Accepting the footage as authentic documentation of life with a Wuhan medical team it showcases an astonishing degree of dedicated kindness and compassion by medical professionals doing their best to care for COVID 19 patients in the most complete sense of that word. It’s a place where every nurse or doctor wrapped in layers of PPE, hazmat suits and safety goggles seemingly still makes time to hold the hand of frightened ‘gradma’ or forge astonishing conversational connections with young mothers, grandpas and anyone else under their care.

The intimately shot footage appears to have been made with completely unrestricted and continuous access. From an astonishing opening sequence where one woman surrounded by a crowd of PPE clad professionals reacts hysterically to the death of her ‘Papa’, it’ startling to see such raw human anguish actually being shared on screen.

The film is packed with an endless array of small moments of human kindness and despair that gives an emotive impression of what life inside a COVID 19 ward could truly be like. For many who have sought to understand this reality better this will be compelling and deeply impactful viewing.

The Bad

With increasing global cynicism about both the reality of the disease and the way international government particularly the Chinese government have handled this crisis, there will undoubtedly be many who question the validity of a documentary like this which claims to offer such a complete record of life inside the previously deeply secretive epicentre of what ultimately became a global pandemic.

There are those that will immediately seeks to dismiss footage of Chinese medical staff bravely battling to save patients with relentless kindness and surprising calm as most likely merely an act of state censored propaganda. Some will accuse the filmmakers of selective presentation of footage to show the Chinese virus response in the most rose tinted light, others will go further and accuse the filmmakers of outright fabrication.

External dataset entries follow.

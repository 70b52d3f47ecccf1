//! Per-segment hierarchy metrics over a reconstructed [`Topology`].

use std::collections::VecDeque;

use crate::topology::Topology;
use crate::types::SegmentId;

/// Depth of a segment that is not reachable from the root.
pub const UNREACHED: i32 = -1;

/// Depth and subtree size of every segment.
///
/// ### Fields
/// - `depth` - Breadth-first distance from the root, [`UNREACHED`] for
///   segments the root cannot reach.
/// - `descendants` - Number of segments below each segment, excluding
///   itself. Leaves and unreachable segments have `0`.
/// - `max_depth` - Largest reachable depth, at least `1`.
/// - `max_descendants` - Largest descendant count, at least `1`.
#[derive(Clone, Debug, Default, PartialEq, Eq)]
pub struct Hierarchy {
    pub depth: Vec<i32>,
    pub descendants: Vec<usize>,
    pub max_depth: u32,
    pub max_descendants: usize,
}

impl Hierarchy {
    fn from_metrics(depth: Vec<i32>, descendants: Vec<usize>) -> Self {
        let max_depth = depth.iter().copied().max().unwrap_or(0).max(1) as u32;
        let max_descendants = descendants.iter().copied().max().unwrap_or(0).max(1);

        Self {
            depth,
            descendants,
            max_depth,
            max_descendants,
        }
    }

    pub fn len(&self) -> usize {
        self.depth.len()
    }

    pub fn is_empty(&self) -> bool {
        self.depth.is_empty()
    }

    #[inline]
    pub fn is_reachable(&self, id: SegmentId) -> bool {
        self.depth.get(id).is_some_and(|&d| d != UNREACHED)
    }

    pub fn unreachable_count(&self) -> usize {
        self.depth.iter().filter(|&&d| d == UNREACHED).count()
    }

    /// `depth / max_depth` in `[0, 1]`, or `None` if `id` is unreachable.
    pub fn normalized_depth(&self, id: SegmentId) -> Option<f32> {
        self.is_reachable(id)
            .then(|| self.depth[id] as f32 / self.max_depth as f32)
    }

    /// `descendants / max_descendants` in `[0, 1]`, or `None` if `id` is
    /// unreachable.
    pub fn normalized_descendants(&self, id: SegmentId) -> Option<f32> {
        self.is_reachable(id)
            .then(|| self.descendants[id] as f32 / self.max_descendants as f32)
    }
}

/// Computes depth and descendant counts from the topology's root.
///
/// Metrics follow the chosen-parent tree: segment `c` hangs below
/// [`Topology::parent_of`]`(c)` and nowhere else, so a segment with several
/// coincident parents is credited to the same parent that the topology
/// reports. Without ambiguity this is exactly `children`. Depth comes from a
/// breadth-first walk from the root; descendant counts are accumulated
/// bottom-up by replaying the visit order backwards. The root never hangs
/// below another segment, which ends the walk on a closed loop.
///
/// ### Parameters
/// - `topology` - Output of [`crate::topology::reconstruct`].
///
/// ### Returns
/// A [`Hierarchy`] with one entry per segment. An empty topology yields
/// empty vectors.
pub fn analyze(topology: &Topology) -> Hierarchy {
    let n = topology.len();
    let mut depth = vec![UNREACHED; n];
    let mut descendants = vec![0usize; n];

    let Some(root) = topology.root else {
        return Hierarchy::from_metrics(depth, descendants);
    };

    let mut tree_children: Vec<Vec<SegmentId>> = vec![Vec::new(); n];
    for c in (0..n).filter(|&c| c != root) {
        if let Some(p) = topology.parent_of(c) {
            tree_children[p].push(c);
        }
    }

    let mut order = Vec::with_capacity(n);
    let mut queue = VecDeque::from([root]);
    depth[root] = 0;

    while let Some(id) = queue.pop_front() {
        order.push(id);
        for &c in &tree_children[id] {
            depth[c] = depth[id] + 1;
            queue.push_back(c);
        }
    }

    for &id in order.iter().rev() {
        if id != root
            && let Some(p) = topology.parent_of(id)
        {
            descendants[p] += 1 + descendants[id];
        }
    }

    let hierarchy = Hierarchy::from_metrics(depth, descendants);
    if order.len() < n {
        tracing::debug!(
            unreachable = n - order.len(),
            "segments not reachable from root"
        );
    }
    hierarchy
}

#[cfg(test)]
mod tests {
    use super::*;
    use crate::segment::Segment;
    use crate::topology::reconstruct;
    use glam::Vec2;

    fn seg(x0: f32, y0: f32, x1: f32, y1: f32) -> Segment {
        Segment::new(Vec2::new(x0, y0), Vec2::new(x1, y1), 0.05, 0.02)
    }

    fn analyze_soup(soup: &[Segment]) -> Hierarchy {
        analyze(&reconstruct(soup))
    }

    #[test]
    fn empty_topology_gives_empty_metrics() {
        let h = analyze(&Topology::default());

        assert!(h.is_empty());
        assert!(h.descendants.is_empty());
        assert_eq!(h.max_depth, 1);
        assert_eq!(h.max_descendants, 1);
        assert_eq!(h.normalized_depth(0), None);
    }

    #[test]
    fn single_segment_has_zero_depth_and_descendants() {
        let h = analyze_soup(&[seg(0.0, -1.0, 0.0, -0.2)]);

        assert_eq!(h.depth, vec![0]);
        assert_eq!(h.descendants, vec![0]);
        assert_eq!(h.normalized_depth(0), Some(0.0));
        assert_eq!(h.normalized_descendants(0), Some(0.0));
    }

    #[test]
    fn fork_metrics() {
        let h = analyze_soup(&[
            seg(0.0, -0.2, 0.0, 0.3),
            seg(0.0, 0.3, 0.4, 0.6),
            seg(0.0, 0.3, -0.4, 0.6),
        ]);

        assert_eq!(h.depth, vec![0, 1, 1]);
        assert_eq!(h.descendants, vec![2, 0, 0]);
        assert_eq!(h.max_depth, 1);
        assert_eq!(h.max_descendants, 2);
        assert_eq!(h.normalized_depth(1), Some(1.0));
        assert_eq!(h.normalized_descendants(0), Some(1.0));
    }

    #[test]
    fn chain_accumulates_descendants_bottom_up() {
        // Listed leaf-first to make sure order in the soup does not matter.
        let h = analyze_soup(&[
            seg(0.0, 2.0, 0.0, 3.0),
            seg(0.0, 1.0, 0.0, 2.0),
            seg(0.0, 0.0, 0.0, 1.0),
        ]);

        assert_eq!(h.depth, vec![2, 1, 0]);
        assert_eq!(h.descendants, vec![0, 1, 2]);
        assert_eq!(h.normalized_depth(0), Some(1.0));
        assert_eq!(h.normalized_depth(1), Some(0.5));
    }

    #[test]
    fn unreachable_segments_keep_sentinel() {
        let h = analyze_soup(&[
            seg(0.0, 0.0, 0.0, 1.0),
            seg(0.0, 1.0, 0.0, 2.0),
            seg(5.0, 5.0, 6.0, 6.0),
        ]);

        assert_eq!(h.depth, vec![0, 1, UNREACHED]);
        assert_eq!(h.descendants, vec![1, 0, 0]);
        assert_eq!(h.unreachable_count(), 1);
        assert!(!h.is_reachable(2));
        assert_eq!(h.normalized_depth(2), None);
        assert_eq!(h.normalized_descendants(2), None);
    }

    #[test]
    fn shared_child_is_counted_once() {
        let h = analyze_soup(&[
            seg(-1.0, 0.0, 0.0, 1.0),
            seg(1.0, 0.0, 0.0, 1.0),
            seg(0.0, 1.0, 0.0, 2.0),
        ]);

        assert_eq!(h.depth, vec![0, UNREACHED, 1]);
        assert_eq!(h.descendants, vec![1, 0, 0]);
    }

    #[test]
    fn cycle_terminates_from_fallback_root() {
        let h = analyze_soup(&[
            seg(0.0, 0.0, 1.0, 0.0),
            seg(1.0, 0.0, 1.0, 1.0),
            seg(1.0, 1.0, 0.0, 0.0),
        ]);

        assert_eq!(h.depth, vec![0, 1, 2]);
        assert_eq!(h.descendants, vec![2, 1, 0]);
    }

    #[test]
    fn ambiguous_segment_hangs_below_its_reported_parent() {
        let soup = [
            seg(0.0, 0.0, 0.0, 1.0),
            seg(0.0, 2.0, 1.0, 2.0),
            seg(0.0, 1.0, 1.0, 2.0),
            seg(0.0, 1.0, 0.0, 2.0),
            seg(1.0, 2.0, 2.0, 3.0),
        ];
        let topology = reconstruct(&soup);

        let h = analyze(&topology);

        assert_eq!(topology.parent_of(4), Some(1));
        assert_eq!(h.depth, vec![0, 2, 1, 1, 3]);
        assert_eq!(h.descendants, vec![4, 1, 0, 2, 0]);
        for id in 0..soup.len() {
            let Some(p) = topology.parent_of(id) else {
                continue;
            };
            assert_eq!(h.depth[id], h.depth[p] + 1, "segment {id}");
        }
    }
}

The film’s astonishing production values and camera work will no doubt be held out as evidence that the film is more artificial that it would admit. The constant presence of the camera in what would even under normal circumstances be a fraught and deeply private environment is truly surprising. As is the fact that the footage has a perfectly framed seamlessly edited quality that would put the most expensive multi-camera medical drama series to shame.

The filmmakers would defend this as merely an act of skilled camerawork and effective editing. But it is a little odd to comprehend how a small or even singular team of filmmakers could possibly have organically captured so many conveniently powerful moments in a claustrophobic environment populated by hazmat suit clad medical workers frantically battling to save a tsunami of the sick and dying.

Likewise while many people will no doubt hope to find wider answers about the origin of the virus or the true scale of its human impact in this footage. In reality those fundamental questions about this disease remain unanswered. At best this is a small scale portrait of the lives of specific medical workers, not some sweeping revelatory analysis of a global event of historic proportions.

The Ugly Truth

76 Days is a slickly produced documentary which if taken as truly authentic, shines light on reality inside the epicentre of the pandemic which has swept the world in 2020 with truly devastating consequences. Though some may question what the documentary doesn’t show, it does display an astonishing array of deeply human moments. It feels like a real portrait of desperately sick people and the kindness of those seeking to save and comfort them.